Shocking. I hope the press picks up on it. This needs to get out.
"The fact is that we now have people from the Middle East, allegedly, coming across the border."
Also shocking. Imagine, people from the Middle East coming to the US. There goes the neighbourhood.
As I said before, Kerry is racist.
I also thought I heard Kerry say "We'd put money into the hands of people who work hard, who play the rules, who pay for the American Dream." Maybe it was just my imagination, but it does seem to sum something up. His Freudian slip, or mine?
He also quoted the Bible as saying:
"Love the Lord, your God, with all your mind, your body and your soul"
Now, to me, the image of loving God with your whole body seems unfortunate. This is not love, although it does tally with what many people who support Kerry apparently think love involves.
What the Bible really says is "Love the Lord your God with all your heart and with all your soul and with all your mind." Probably best to keep your body out of it.
I also heard Kerry spend the taxes he is going to raise on "those making more than $200,000 a year" at least three times. First he spent it on health care: the $600 billion to $800 billion it is going to raise would cover the $1.2 trillion to $5 trillion cost of his health care plan. Then he used it to cover the projected social security shortfall. Then in the next response he used some of it to cut the deficit in half. That's another $150 billion per year of the up to $89 billion per year the tax raise would bring in. Then later he said he'd spend it on after-school programs.
I'm not sure I'd want my money managed by someone who thinks 2 + 2 + 2 + 2 = 2.

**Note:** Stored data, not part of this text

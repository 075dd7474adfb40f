//! Translation between wire messages and the data model.
//!
//! Simulator to agent:
//!
//! ```json
//! {"observation": [0, 0, 0, 0, 0, 0, 0], "reward": 0.5, "done": false, "info": {"progress": 12.5}}
//! ```
//!
//! `reward` and `info` are absent on the first message of an episode, and a
//! missing `done` reads as `false`.
//!
//! Agent to simulator:
//!
//! ```json
//! {"acceleration": 0.7, "steering": -0.6, "brake": 0.0, "four_wheel_drive": false, "reset_episode": false}
//! ```
use crate::{error::DecodeError, Action, ActionFlags, Observation, OBS_DIM};
use serde::Deserialize;
use serde_json::{json, Map, Value};

/// Auxiliary information attached to a state message.
#[derive(Debug, Clone, Default, PartialEq, Deserialize)]
pub struct StepInfo {
    /// Completion of the course in percent.
    #[serde(default)]
    pub progress: Option<f32>,

    /// Any other field sent by the simulator.
    #[serde(flatten)]
    pub extra: Map<String, Value>,
}

/// A decoded state message.
#[derive(Debug, Clone, PartialEq, Deserialize)]
pub struct StateMessage {
    /// Current observation.
    pub observation: Observation,

    /// Reward of the previous action; absent on the first message of an episode.
    #[serde(default)]
    pub reward: Option<f32>,

    /// Whether the episode ended.
    #[serde(default)]
    pub done: bool,

    /// Auxiliary information.
    #[serde(default)]
    pub info: Option<StepInfo>,
}

impl StateMessage {
    /// Progress reported in `info`, if any.
    pub fn progress(&self) -> Option<f32> {
        self.info.as_ref().and_then(|i| i.progress)
    }
}

/// Encodes actions and decodes state messages.
#[derive(Debug, Clone)]
pub struct StateCodec {
    obs_dim: usize,
}

impl Default for StateCodec {
    fn default() -> Self {
        Self::new(OBS_DIM)
    }
}

impl StateCodec {
    /// Creates a codec expecting observations of `obs_dim` features.
    pub fn new(obs_dim: usize) -> Self {
        Self { obs_dim }
    }

    /// Decodes a state message.
    pub fn decode(&self, raw: &str) -> Result<StateMessage, DecodeError> {
        let msg: StateMessage = serde_json::from_str(raw)?;
        if msg.observation.len() != self.obs_dim {
            return Err(DecodeError::ObservationArity {
                expected: self.obs_dim,
                actual: msg.observation.len(),
            });
        }
        Ok(msg)
    }

    /// Encodes an action message.
    ///
    /// The action is expected to be in range already.
    pub fn encode(&self, action: &Action, flags: ActionFlags) -> String {
        json!({
            "acceleration": action.acceleration,
            "steering": action.steering,
            "brake": action.brake,
            "four_wheel_drive": flags.four_wheel_drive,
            "reset_episode": flags.reset_episode,
        })
        .to_string()
    }
}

Kerry also repeated his fundamental error on morality. On the question of abortion, he said "I believe that I can't legislate or transfer to another American citizen my article of faith. What is an article of faith for me is not something that I can legislate on somebody who doesn't share that article of faith." But issues of morality are objective, and objectively binding on all, not matters of faith. Faith and morals are quite separate things. If someone claimed a personal belief in human sacrifice, is that his right to choose? Would government have no business legislating on the matter?
A side note: Wesley Clark slaughtered Sean Hannity in their post-debate analysis. It's a pity that Clark ran for president this time. He wasn't ready, and needed political seasoning. He might have been formidable in four years.